Le voici : Je suis le sage de la science primitive, je suis l’astrologue
averti, je dis la colère, je dis la solution des problèmes. L’inspiration que
je chante, je l’apporte des profondeurs. Une rivière, pendant qu’elle coule, je
sais son étendue, je sais quand elle apparaît, je sais quand elle se remplit,
je sais quand elle déborde, je sais quand elle disparaît, je sais quelle
profondeur il y a sous la mer, je sais combien nombreuses sont les heures dans
un jour, je sais combien nombreux sont les jours dans l’année, combien nombreux
sont les épieux dans une bataille, combien nombreuses sont les gouttes de
l’averse, doucement éparpillées au gré des vents. »
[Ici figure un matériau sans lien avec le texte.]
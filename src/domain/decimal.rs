//! Lossless percentage type backed by rust_decimal.
//!
//! Fee percentages are configured by an operator and may be fractional
//! (e.g. `2.5`). They are kept as exact decimals so fee rounding never
//! depends on binary floating point.

use rust_decimal::Decimal as RustDecimal;
use serde::{Deserialize, Serialize};
use std::fmt;
use std::str::FromStr;

/// A percentage such as `5` (meaning 5%).
#[derive(
    Debug, Clone, Copy, Default, PartialEq, Eq, PartialOrd, Ord, Hash, Serialize, Deserialize,
)]
#[serde(transparent)]
pub struct Percentage(RustDecimal);

impl Percentage {
    /// Create a whole-number percentage.
    pub fn from_whole(value: u32) -> Self {
        Percentage(RustDecimal::from(value))
    }

    /// Parse a Percentage from a string losslessly.
    ///
    /// # Errors
    /// Returns an error if the string is not a valid decimal number.
    pub fn from_str_canonical(s: &str) -> Result<Self, rust_decimal::Error> {
        RustDecimal::from_str(s).map(Percentage)
    }

    /// Format as a canonical string (no exponent notation, no trailing zeros).
    pub fn to_canonical_string(&self) -> String {
        format!("{}", self.0.normalize())
    }

    /// The percentage as a fraction: `5` becomes `0.05`.
    pub fn as_fraction(&self) -> RustDecimal {
        self.0 / RustDecimal::ONE_HUNDRED
    }

    /// Returns true if the value is < 0.
    pub fn is_negative(&self) -> bool {
        !self.0.is_zero() && self.0.is_sign_negative()
    }
}

impl fmt::Display for Percentage {
    fn fmt(&self, f: &mut fmt::Formatter<'_>) -> fmt::Result {
        write!(f, "{}%", self.to_canonical_string())
    }
}

impl FromStr for Percentage {
    type Err = rust_decimal::Error;

    fn from_str(s: &str) -> Result<Self, Self::Err> {
        Self::from_str_canonical(s)
    }
}
//! Classified result of a funding deposit.

use serde::{Deserialize, Serialize};

/// What a deposit snapshot means for the event.
///
/// Derived fresh from every snapshot and never stored.
#[derive(Debug, Clone, Copy, PartialEq, Eq, Hash, Serialize, Deserialize)]
#[serde(rename_all = "SCREAMING_SNAKE_CASE")]
pub enum FundingOutcome {
    /// Paid exactly the expected amount.
    Exact,
    /// Paid more than expected by more than the sponsorship threshold.
    OverpaidRefundable,
    /// Paid more than expected, but the excess is too small to refund.
    OverpaidNoRefund,
    /// Paid too little, and the amount is too small to refund.
    UnderpaidDonation,
    /// Paid too little; the amount will be refunded.
    UnderpaidRefundable,
    /// Deadline passed without a usable payment.
    Expired,
    /// Not decided yet.
    Pending,
}

impl FundingOutcome {
    /// Every outcome except `Pending` ends monitoring.
    pub fn is_terminal(&self) -> bool {
        !matches!(self, FundingOutcome::Pending)
    }

    /// Whether the event goes live with this payment.
    pub fn activates_event(&self) -> bool {
        matches!(
            self,
            FundingOutcome::Exact
                | FundingOutcome::OverpaidRefundable
                | FundingOutcome::OverpaidNoRefund
        )
    }

    /// Whether some or all of the payment is returned to the sender.
    pub fn refund_owed(&self) -> bool {
        matches!(
            self,
            FundingOutcome::OverpaidRefundable | FundingOutcome::UnderpaidRefundable
        )
    }
}

impl std::fmt::Display for FundingOutcome {
    fn fmt(&self, f: &mut std::fmt::Formatter<'_>) -> std::fmt::Result {
        let s = match self {
            FundingOutcome::Exact => "EXACT",
            FundingOutcome::OverpaidRefundable => "OVERPAID_REFUNDABLE",
            FundingOutcome::OverpaidNoRefund => "OVERPAID_NO_REFUND",
            FundingOutcome::UnderpaidDonation => "UNDERPAID_DONATION",
            FundingOutcome::UnderpaidRefundable => "UNDERPAID_REFUNDABLE",
            FundingOutcome::Expired => "EXPIRED",
            FundingOutcome::Pending => "PENDING",
        };
        write!(f, "{}", s)
    }
}
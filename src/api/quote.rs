use axum::extract::rejection::JsonRejection;
use axum::extract::State;
use axum::Json;

use crate::api::AppState;
use crate::domain::FundingRequest;
use crate::engine::Quote;
use crate::error::AppError;

/// Price a funding request without submitting it.
///
/// Returns `{"status": "pricingUnavailable"}` rather than an error while
/// parameters cannot be fetched, so callers can keep the form editable.
pub async fn post_quote(
    State(state): State<AppState>,
    body: Result<Json<FundingRequest>, JsonRejection>,
) -> Result<Json<Quote>, AppError> {
    let Json(request) = body?;
    let quote = state.funding.quote(&request).await?;
    Ok(Json(quote))
}
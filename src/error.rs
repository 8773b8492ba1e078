use crate::datasource::DataSourceError;
use crate::domain::ValidationError;
use crate::orchestration::FundingError;
use axum::{
    extract::rejection::JsonRejection,
    http::StatusCode,
    response::{IntoResponse, Response},
    Json,
};
use serde_json::json;
use thiserror::Error;

#[derive(Debug, Error)]
pub enum AppError {
    #[error("Internal server error: {0}")]
    Internal(String),
    #[error("Not found: {0}")]
    NotFound(String),
    #[error("Bad request: {0}")]
    BadRequest(String),
    #[error("Service unavailable: {0}")]
    Unavailable(String),
    #[error("Bad gateway: {0}")]
    BadGateway(String),
}

impl From<sqlx::Error> for AppError {
    fn from(err: sqlx::Error) -> Self {
        AppError::Internal(err.to_string())
    }
}

impl From<ValidationError> for AppError {
    fn from(err: ValidationError) -> Self {
        AppError::BadRequest(err.to_string())
    }
}

impl From<DataSourceError> for AppError {
    fn from(err: DataSourceError) -> Self {
        AppError::BadGateway(err.to_string())
    }
}

impl From<JsonRejection> for AppError {
    fn from(err: JsonRejection) -> Self {
        AppError::BadRequest(err.body_text())
    }
}

impl From<FundingError> for AppError {
    fn from(err: FundingError) -> Self {
        match err {
            FundingError::Validation(e) => e.into(),
            FundingError::PricingUnavailable => {
                AppError::Unavailable("pricing parameters are unavailable".to_string())
            }
            FundingError::DataSource(e) => e.into(),
            FundingError::Db(e) => e.into(),
        }
    }
}

impl IntoResponse for AppError {
    fn into_response(self) -> Response {
        let (status, error_message) = match self {
            AppError::Internal(msg) => (StatusCode::INTERNAL_SERVER_ERROR, msg),
            AppError::NotFound(msg) => (StatusCode::NOT_FOUND, msg),
            AppError::BadRequest(msg) => (StatusCode::BAD_REQUEST, msg),
            AppError::Unavailable(msg) => (StatusCode::SERVICE_UNAVAILABLE, msg),
            AppError::BadGateway(msg) => (StatusCode::BAD_GATEWAY, msg),
        };

        let body = Json(json!({
            "error": error_message,
        }));

        (status, body).into_response()
    }
}
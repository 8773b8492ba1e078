use axum::extract::{Query, State};
use axum::Json;
use serde::Deserialize;

use crate::api::AppState;
use crate::domain::Submission;
use crate::error::AppError;

const DEFAULT_LIMIT: u32 = 100;
const MAX_LIMIT: u32 = 1000;

#[derive(Debug, Deserialize)]
#[serde(rename_all = "camelCase")]
pub struct SubmissionsQuery {
    pub limit: Option<u32>,
}

/// Submissions recorded by this service, newest first.
pub async fn get_submissions(
    Query(params): Query<SubmissionsQuery>,
    State(state): State<AppState>,
) -> Result<Json<Vec<Submission>>, AppError> {
    let limit = params.limit.unwrap_or(DEFAULT_LIMIT);
    if limit == 0 || limit > MAX_LIMIT {
        return Err(AppError::BadRequest(format!(
            "limit must be between 1 and {}",
            MAX_LIMIT
        )));
    }
    let submissions = state.funding.submissions(limit).await?;
    Ok(Json(submissions))
}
    « Oui, dit Merlin, et que sais-tu encore ? »
Taliesin se remit à chanter : « Je sais combien nombreux sont les
vents, les ruisseaux, combien nombreuses sont les rivières, je connais la
largeur de la terre et son épaisseur. Je sais pourquoi résonne une colline, je
sais pourquoi une vache est connue, pourquoi une épouse est aimante, pourquoi le
lait est blanc, pourquoi le houx est vert, pourquoi le chevreau est barbu dans
la multitude des champs, pourquoi ronde est la roue, pourquoi le petit du
chevreuil est tacheté, pourquoi le sel est le support de la mémoire. Je sais
pourquoi l’aulne est de couleur pourpre, pourquoi la linotte est verte,
pourquoi une femme n’a point de repos, pourquoi la nuit tombe. Mais personne ne
sait pourquoi les entrailles du soleil sont rouges. » Merlin lui
répondit : « Mais tu sais bien d’autres choses encore, Taliesin, chef
des bardes des pays où le soleil se couche. Dis-les moi, je te prie. »
Taliesin reprit : « Je sais que la patte du blanc cygne est noire, je
sais quels sont les éléments, je sais quelles sont les errances des sangliers
et des cerfs dans les forêts inaccessibles. Je connais les coucous de l’été, je
sais où ils seront en hiver. Je connais le bien et le mal. Je connais la coupe
d’où a coulé le flot qui inonde le monde, je sais où l’aurore devient le jour
et où le crépuscule devient la nuit. »
    « Tu prétends tout connaître, ou presque tout, dit
Merlin. Mais, dis-moi : Quelle fontaine éclate sous le couvert de l’ombre,
alors que le roseau est blanc sous la lumière de la lune ? Dis-moi :
Quand une pierre est si lourde, quand une épine est si aiguë, sais-tu ce qui
vaut mieux, de la base ou du sommet ? Dis-moi encore : Sais-tu qui tu
es quand tu dors, un corps, une âme ou un repaire de perceptions ? Quelle
est la place de l’âme ? Quelle forme ont ses membres ? Où
s’épanche-t-elle ? Quel air respire-t-elle ?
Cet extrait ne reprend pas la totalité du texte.